Supplied material Block Start

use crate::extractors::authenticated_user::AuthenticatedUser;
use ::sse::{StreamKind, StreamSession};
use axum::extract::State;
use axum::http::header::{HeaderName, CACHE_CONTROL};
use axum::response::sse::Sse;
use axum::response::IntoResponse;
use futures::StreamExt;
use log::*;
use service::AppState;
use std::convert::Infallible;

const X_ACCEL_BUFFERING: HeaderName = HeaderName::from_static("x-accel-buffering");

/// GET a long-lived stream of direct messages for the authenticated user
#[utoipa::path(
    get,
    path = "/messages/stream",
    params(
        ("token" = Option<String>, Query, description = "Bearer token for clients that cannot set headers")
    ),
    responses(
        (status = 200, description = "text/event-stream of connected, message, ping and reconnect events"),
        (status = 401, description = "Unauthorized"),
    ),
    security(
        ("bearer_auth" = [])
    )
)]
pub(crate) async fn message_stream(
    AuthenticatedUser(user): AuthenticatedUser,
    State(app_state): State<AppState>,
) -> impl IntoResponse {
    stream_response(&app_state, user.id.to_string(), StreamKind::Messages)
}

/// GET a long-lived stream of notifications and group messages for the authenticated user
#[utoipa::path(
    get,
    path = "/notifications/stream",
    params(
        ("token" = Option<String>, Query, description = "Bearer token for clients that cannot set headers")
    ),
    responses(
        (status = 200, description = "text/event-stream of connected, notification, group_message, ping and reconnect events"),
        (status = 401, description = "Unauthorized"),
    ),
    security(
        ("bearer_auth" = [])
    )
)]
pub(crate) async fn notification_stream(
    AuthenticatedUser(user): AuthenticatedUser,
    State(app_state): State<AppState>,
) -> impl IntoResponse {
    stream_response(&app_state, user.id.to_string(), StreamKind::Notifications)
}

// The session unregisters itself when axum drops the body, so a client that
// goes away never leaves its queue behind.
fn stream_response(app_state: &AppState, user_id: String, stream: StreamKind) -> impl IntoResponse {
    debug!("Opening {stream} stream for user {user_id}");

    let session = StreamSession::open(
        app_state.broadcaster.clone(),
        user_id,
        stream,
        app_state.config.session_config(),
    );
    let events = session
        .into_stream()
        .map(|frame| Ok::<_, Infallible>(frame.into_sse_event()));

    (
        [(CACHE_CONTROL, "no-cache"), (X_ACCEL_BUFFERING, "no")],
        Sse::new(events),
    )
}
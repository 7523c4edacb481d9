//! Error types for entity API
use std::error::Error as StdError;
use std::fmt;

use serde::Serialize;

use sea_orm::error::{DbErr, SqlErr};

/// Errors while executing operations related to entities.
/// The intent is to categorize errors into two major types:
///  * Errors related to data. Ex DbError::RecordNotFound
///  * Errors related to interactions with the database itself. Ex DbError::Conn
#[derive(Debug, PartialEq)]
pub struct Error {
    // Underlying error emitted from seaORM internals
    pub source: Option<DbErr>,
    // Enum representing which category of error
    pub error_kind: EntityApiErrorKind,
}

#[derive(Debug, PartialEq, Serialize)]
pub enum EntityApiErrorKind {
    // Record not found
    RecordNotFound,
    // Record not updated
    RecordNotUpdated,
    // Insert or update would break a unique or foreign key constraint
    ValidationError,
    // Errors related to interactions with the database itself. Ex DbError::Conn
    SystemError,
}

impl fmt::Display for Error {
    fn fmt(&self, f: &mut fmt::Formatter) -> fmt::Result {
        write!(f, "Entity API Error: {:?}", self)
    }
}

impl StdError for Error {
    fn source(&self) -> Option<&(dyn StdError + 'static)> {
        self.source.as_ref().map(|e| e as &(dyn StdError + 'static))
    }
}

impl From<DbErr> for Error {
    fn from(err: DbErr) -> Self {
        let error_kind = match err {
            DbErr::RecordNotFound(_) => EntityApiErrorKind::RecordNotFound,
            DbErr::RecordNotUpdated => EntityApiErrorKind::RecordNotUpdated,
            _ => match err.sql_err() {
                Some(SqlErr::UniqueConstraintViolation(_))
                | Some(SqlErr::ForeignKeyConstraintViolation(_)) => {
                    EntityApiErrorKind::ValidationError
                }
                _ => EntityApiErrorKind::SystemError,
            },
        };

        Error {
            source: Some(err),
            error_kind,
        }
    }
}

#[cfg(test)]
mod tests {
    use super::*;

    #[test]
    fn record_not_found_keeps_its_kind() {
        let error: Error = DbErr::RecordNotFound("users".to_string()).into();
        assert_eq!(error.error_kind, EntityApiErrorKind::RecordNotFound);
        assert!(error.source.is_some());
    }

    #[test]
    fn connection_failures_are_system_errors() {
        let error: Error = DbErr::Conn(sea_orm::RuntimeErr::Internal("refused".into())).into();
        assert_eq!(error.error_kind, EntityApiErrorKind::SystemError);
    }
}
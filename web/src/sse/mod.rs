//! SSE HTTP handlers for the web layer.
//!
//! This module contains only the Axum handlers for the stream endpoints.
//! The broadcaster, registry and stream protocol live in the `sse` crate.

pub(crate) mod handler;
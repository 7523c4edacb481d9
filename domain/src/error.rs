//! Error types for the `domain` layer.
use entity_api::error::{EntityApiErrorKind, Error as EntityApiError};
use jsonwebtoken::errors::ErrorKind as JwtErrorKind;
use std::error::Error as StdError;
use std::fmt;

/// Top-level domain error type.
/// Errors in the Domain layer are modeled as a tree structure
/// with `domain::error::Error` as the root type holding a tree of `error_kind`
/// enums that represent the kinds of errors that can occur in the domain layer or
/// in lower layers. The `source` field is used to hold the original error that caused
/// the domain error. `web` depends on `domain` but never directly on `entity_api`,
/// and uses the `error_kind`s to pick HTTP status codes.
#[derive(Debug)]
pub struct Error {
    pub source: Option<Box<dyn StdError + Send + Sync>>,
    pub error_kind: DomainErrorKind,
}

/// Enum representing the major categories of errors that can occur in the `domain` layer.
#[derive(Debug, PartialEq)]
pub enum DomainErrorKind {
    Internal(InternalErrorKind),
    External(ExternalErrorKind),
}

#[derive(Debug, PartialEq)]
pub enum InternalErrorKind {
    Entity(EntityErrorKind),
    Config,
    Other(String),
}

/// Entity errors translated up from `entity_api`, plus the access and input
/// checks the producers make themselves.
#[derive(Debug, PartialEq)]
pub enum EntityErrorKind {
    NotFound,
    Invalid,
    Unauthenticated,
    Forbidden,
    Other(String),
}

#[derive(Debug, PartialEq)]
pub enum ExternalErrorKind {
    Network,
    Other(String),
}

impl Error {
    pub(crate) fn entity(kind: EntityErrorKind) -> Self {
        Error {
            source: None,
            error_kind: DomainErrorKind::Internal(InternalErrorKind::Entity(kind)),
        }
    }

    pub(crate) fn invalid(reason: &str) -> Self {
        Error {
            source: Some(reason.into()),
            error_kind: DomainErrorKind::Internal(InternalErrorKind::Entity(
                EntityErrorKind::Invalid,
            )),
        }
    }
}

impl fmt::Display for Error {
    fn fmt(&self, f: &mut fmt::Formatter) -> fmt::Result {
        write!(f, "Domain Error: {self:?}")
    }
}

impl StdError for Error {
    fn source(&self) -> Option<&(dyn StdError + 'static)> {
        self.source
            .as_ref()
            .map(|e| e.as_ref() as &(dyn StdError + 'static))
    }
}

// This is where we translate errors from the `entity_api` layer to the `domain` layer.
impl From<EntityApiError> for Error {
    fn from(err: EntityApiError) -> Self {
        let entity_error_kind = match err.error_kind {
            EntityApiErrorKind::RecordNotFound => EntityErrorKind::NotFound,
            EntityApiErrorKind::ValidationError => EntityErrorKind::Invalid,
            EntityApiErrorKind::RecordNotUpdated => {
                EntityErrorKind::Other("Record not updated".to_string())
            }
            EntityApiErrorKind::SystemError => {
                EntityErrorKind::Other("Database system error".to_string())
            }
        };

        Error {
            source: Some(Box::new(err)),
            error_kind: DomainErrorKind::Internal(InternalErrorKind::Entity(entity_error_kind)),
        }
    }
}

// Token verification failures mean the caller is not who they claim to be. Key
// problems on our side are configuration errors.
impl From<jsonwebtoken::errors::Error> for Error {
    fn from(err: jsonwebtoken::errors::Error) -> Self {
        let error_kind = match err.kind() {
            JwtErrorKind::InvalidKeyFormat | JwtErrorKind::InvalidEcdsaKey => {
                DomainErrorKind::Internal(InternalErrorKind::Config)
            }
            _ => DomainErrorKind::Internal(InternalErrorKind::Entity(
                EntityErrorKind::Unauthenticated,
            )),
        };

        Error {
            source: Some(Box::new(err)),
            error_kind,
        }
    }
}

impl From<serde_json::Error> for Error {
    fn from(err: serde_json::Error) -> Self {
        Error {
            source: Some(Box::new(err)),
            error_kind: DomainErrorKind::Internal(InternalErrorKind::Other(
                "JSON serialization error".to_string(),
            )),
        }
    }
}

Supplied material Block End

* Action item *
Going through the material above, work out how many lines contain the string "Serialize" and give only that figure.

* Output for this task *
2